Data excerpts:
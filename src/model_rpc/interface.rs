//! Model interface
//!
//! The fixed action set callers use, implemented by [`ModelRpcClient`] and
//! wrapped by [`CompanyScoped`] for multi-tenant callers.

use async_trait::async_trait;
use serde_json::Value as JsonValue;

use quarry_core::{FederationError, FederationResult};

use crate::model_rpc::client::ModelRpcClient;
use crate::model_rpc::envelope::{ActionName, Kwargs};

pub const COMPANY_ID: &str = "company_id";

#[async_trait]
pub trait ModelInterface: Send + Sync {
    async fn create(&self, args: Vec<JsonValue>, kwargs: Kwargs) -> FederationResult<()>;

    async fn learn(&self, args: Vec<JsonValue>, kwargs: Kwargs) -> FederationResult<()>;

    async fn predict(&self, args: Vec<JsonValue>, kwargs: Kwargs) -> FederationResult<JsonValue>;

    async fn analyse_dataset(&self, args: Vec<JsonValue>, kwargs: Kwargs) -> FederationResult<JsonValue>;

    async fn get_model_data(&self, args: Vec<JsonValue>, kwargs: Kwargs) -> FederationResult<JsonValue>;

    async fn get_models(&self, args: Vec<JsonValue>, kwargs: Kwargs) -> FederationResult<JsonValue>;

    async fn delete_model(&self, args: Vec<JsonValue>, kwargs: Kwargs) -> FederationResult<()>;

    /// Model updates are not offered by the backend.
    async fn update_model(&self, _args: Vec<JsonValue>, _kwargs: Kwargs) -> FederationResult<String> {
        Ok("Model updating is not available in this version".to_string())
    }
}

fn expect_value(action: ActionName, value: Option<JsonValue>) -> FederationResult<JsonValue> {
    value.ok_or_else(|| {
        FederationError::protocol(format!("{action} was acknowledged without a value"))
    })
}

#[async_trait]
impl ModelInterface for ModelRpcClient {
    async fn create(&self, args: Vec<JsonValue>, kwargs: Kwargs) -> FederationResult<()> {
        self.invoke(ActionName::Create, args, kwargs).await.map(|_| ())
    }

    async fn learn(&self, args: Vec<JsonValue>, kwargs: Kwargs) -> FederationResult<()> {
        self.invoke(ActionName::Learn, args, kwargs).await.map(|_| ())
    }

    async fn predict(&self, args: Vec<JsonValue>, kwargs: Kwargs) -> FederationResult<JsonValue> {
        let value = self.invoke(ActionName::Predict, args, kwargs).await?;
        expect_value(ActionName::Predict, value)
    }

    async fn analyse_dataset(&self, args: Vec<JsonValue>, kwargs: Kwargs) -> FederationResult<JsonValue> {
        let value = self.invoke(ActionName::AnalyseDataset, args, kwargs).await?;
        expect_value(ActionName::AnalyseDataset, value)
    }

    async fn get_model_data(&self, args: Vec<JsonValue>, kwargs: Kwargs) -> FederationResult<JsonValue> {
        let value = self.invoke(ActionName::GetModelData, args, kwargs).await?;
        expect_value(ActionName::GetModelData, value)
    }

    async fn get_models(&self, args: Vec<JsonValue>, kwargs: Kwargs) -> FederationResult<JsonValue> {
        let value = self.invoke(ActionName::GetModels, args, kwargs).await?;
        expect_value(ActionName::GetModels, value)
    }

    async fn delete_model(&self, args: Vec<JsonValue>, kwargs: Kwargs) -> FederationResult<()> {
        self.invoke(ActionName::DeleteModel, args, kwargs).await.map(|_| ())
    }
}

/// Fills `company_id` into every call that did not set it.
pub struct CompanyScoped<M> {
    inner: M,
    company_id: Option<i64>,
}

impl<M: ModelInterface> CompanyScoped<M> {
    pub fn new(inner: M, company_id: Option<i64>) -> Self {
        Self { inner, company_id }
    }

    pub fn company_id(&self) -> Option<i64> {
        self.company_id
    }

    pub fn inner(&self) -> &M {
        &self.inner
    }

    fn scoped(&self, mut kwargs: Kwargs) -> Kwargs {
        let unset = kwargs.get(COMPANY_ID).map_or(true, JsonValue::is_null);
        if unset {
            kwargs.insert(
                COMPANY_ID.to_string(),
                self.company_id.map_or(JsonValue::Null, JsonValue::from),
            );
        }
        kwargs
    }
}

#[async_trait]
impl<M: ModelInterface> ModelInterface for CompanyScoped<M> {
    async fn create(&self, args: Vec<JsonValue>, kwargs: Kwargs) -> FederationResult<()> {
        self.inner.create(args, self.scoped(kwargs)).await
    }

    async fn learn(&self, args: Vec<JsonValue>, kwargs: Kwargs) -> FederationResult<()> {
        self.inner.learn(args, self.scoped(kwargs)).await
    }

    async fn predict(&self, args: Vec<JsonValue>, kwargs: Kwargs) -> FederationResult<JsonValue> {
        self.inner.predict(args, self.scoped(kwargs)).await
    }

    async fn analyse_dataset(&self, args: Vec<JsonValue>, kwargs: Kwargs) -> FederationResult<JsonValue> {
        self.inner.analyse_dataset(args, self.scoped(kwargs)).await
    }

    async fn get_model_data(&self, args: Vec<JsonValue>, kwargs: Kwargs) -> FederationResult<JsonValue> {
        self.inner.get_model_data(args, self.scoped(kwargs)).await
    }

    async fn get_models(&self, args: Vec<JsonValue>, kwargs: Kwargs) -> FederationResult<JsonValue> {
        self.inner.get_models(args, self.scoped(kwargs)).await
    }

    async fn delete_model(&self, args: Vec<JsonValue>, kwargs: Kwargs) -> FederationResult<()> {
        self.inner.delete_model(args, self.scoped(kwargs)).await
    }

    async fn update_model(&self, args: Vec<JsonValue>, kwargs: Kwargs) -> FederationResult<String> {
        self.inner.update_model(args, self.scoped(kwargs)).await
    }
}

#[cfg(test)]
mod tests {
    use super::*;
    use serde_json::json;
    use std::sync::Mutex;

    #[derive(Default)]
    struct Recorder {
        seen: Mutex<Vec<Kwargs>>,
    }

    #[async_trait]
    impl ModelInterface for Recorder {
        async fn create(&self, _args: Vec<JsonValue>, kwargs: Kwargs) -> FederationResult<()> {
            self.seen.lock().unwrap().push(kwargs);
            Ok(())
        }

        async fn learn(&self, _args: Vec<JsonValue>, kwargs: Kwargs) -> FederationResult<()> {
            self.seen.lock().unwrap().push(kwargs);
            Ok(())
        }

        async fn predict(&self, _args: Vec<JsonValue>, kwargs: Kwargs) -> FederationResult<JsonValue> {
            Ok(kwargs.get(COMPANY_ID).cloned().unwrap_or(JsonValue::Null))
        }

        async fn analyse_dataset(&self, _args: Vec<JsonValue>, _kwargs: Kwargs) -> FederationResult<JsonValue> {
            Ok(JsonValue::Null)
        }

        async fn get_model_data(&self, _args: Vec<JsonValue>, _kwargs: Kwargs) -> FederationResult<JsonValue> {
            Ok(JsonValue::Null)
        }

        async fn get_models(&self, _args: Vec<JsonValue>, _kwargs: Kwargs) -> FederationResult<JsonValue> {
            Ok(json!([]))
        }

        async fn delete_model(&self, _args: Vec<JsonValue>, _kwargs: Kwargs) -> FederationResult<()> {
            Ok(())
        }
    }

    #[tokio::test]
    async fn fills_company_id_when_missing() {
        let scoped = CompanyScoped::new(Recorder::default(), Some(42));
        assert_eq!(scoped.predict(vec![], Kwargs::new()).await.unwrap(), json!(42));

        let mut explicit = Kwargs::new();
        explicit.insert(COMPANY_ID.into(), json!(7));
        assert_eq!(scoped.predict(vec![], explicit).await.unwrap(), json!(7));

        let mut null = Kwargs::new();
        null.insert(COMPANY_ID.into(), JsonValue::Null);
        assert_eq!(scoped.predict(vec![], null).await.unwrap(), json!(42));
    }

    #[tokio::test]
    async fn keeps_other_kwargs() {
        let scoped = CompanyScoped::new(Recorder::default(), None);
        let mut kwargs = Kwargs::new();
        kwargs.insert("to_predict".into(), json!("price"));
        scoped.learn(vec![json!("m")], kwargs).await.unwrap();

        let seen = scoped.inner().seen.lock().unwrap();
        assert_eq!(seen[0].get("to_predict"), Some(&json!("price")));
        assert_eq!(seen[0].get(COMPANY_ID), Some(&JsonValue::Null));
    }

    #[tokio::test]
    async fn update_is_not_offered() {
        let scoped = CompanyScoped::new(Recorder::default(), Some(1));
        let message = scoped.update_model(vec![], Kwargs::new()).await.unwrap();
        assert!(message.contains("not available"));
    }
}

Required work:
Reproduce only the lines above spanning from the line containing "not set it." through the line containing "pub fn new(inner: M, company_id: Option<i64>)", word for word.

Result for this task:
/// Fills `company_id` into every call that did not set it.
pub struct CompanyScoped<M> {
    inner: M,
    company_id: Option<i64>,
}

impl<M: ModelInterface> CompanyScoped<M> {
    pub fn new(inner: M, company_id: Option<i64>) -> Self {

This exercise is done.